EXERCISE MATERIAL>
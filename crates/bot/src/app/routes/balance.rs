use crate::app::replies;
use crate::app::routes::{HandlerResult, Reply};
use crate::app::services::AppServices;
use crate::context::CommandContext;

pub async fn handle(services: &AppServices, ctx: &CommandContext) -> HandlerResult {
    match ctx.arg(0) {
        None => show(services, ctx).await,
        Some("help") => Ok(vec![Reply::now(replies::BALANCE_HELP)]),
        Some(_) => Ok(vec![Reply::now(replies::BALANCE_UNKNOWN)]),
    }
}

/// Read-only; creates the profile on first contact.
async fn show(services: &AppServices, ctx: &CommandContext) -> HandlerResult {
    let profile = services.store.get(ctx.user()).await?;
    Ok(vec![Reply::now(replies::balance(profile.balance))])
}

ASSIGNMENT> Looking at the records above, please output exactly the lines that run from the one holding "async fn show(services: &AppServices, ctx: &CommandContext)" to the final line, and only those.

EXERCISE RESPONSE>
async fn show(services: &AppServices, ctx: &CommandContext) -> HandlerResult {
    let profile = services.store.get(ctx.user()).await?;
    Ok(vec![Reply::now(replies::balance(profile.balance))])
}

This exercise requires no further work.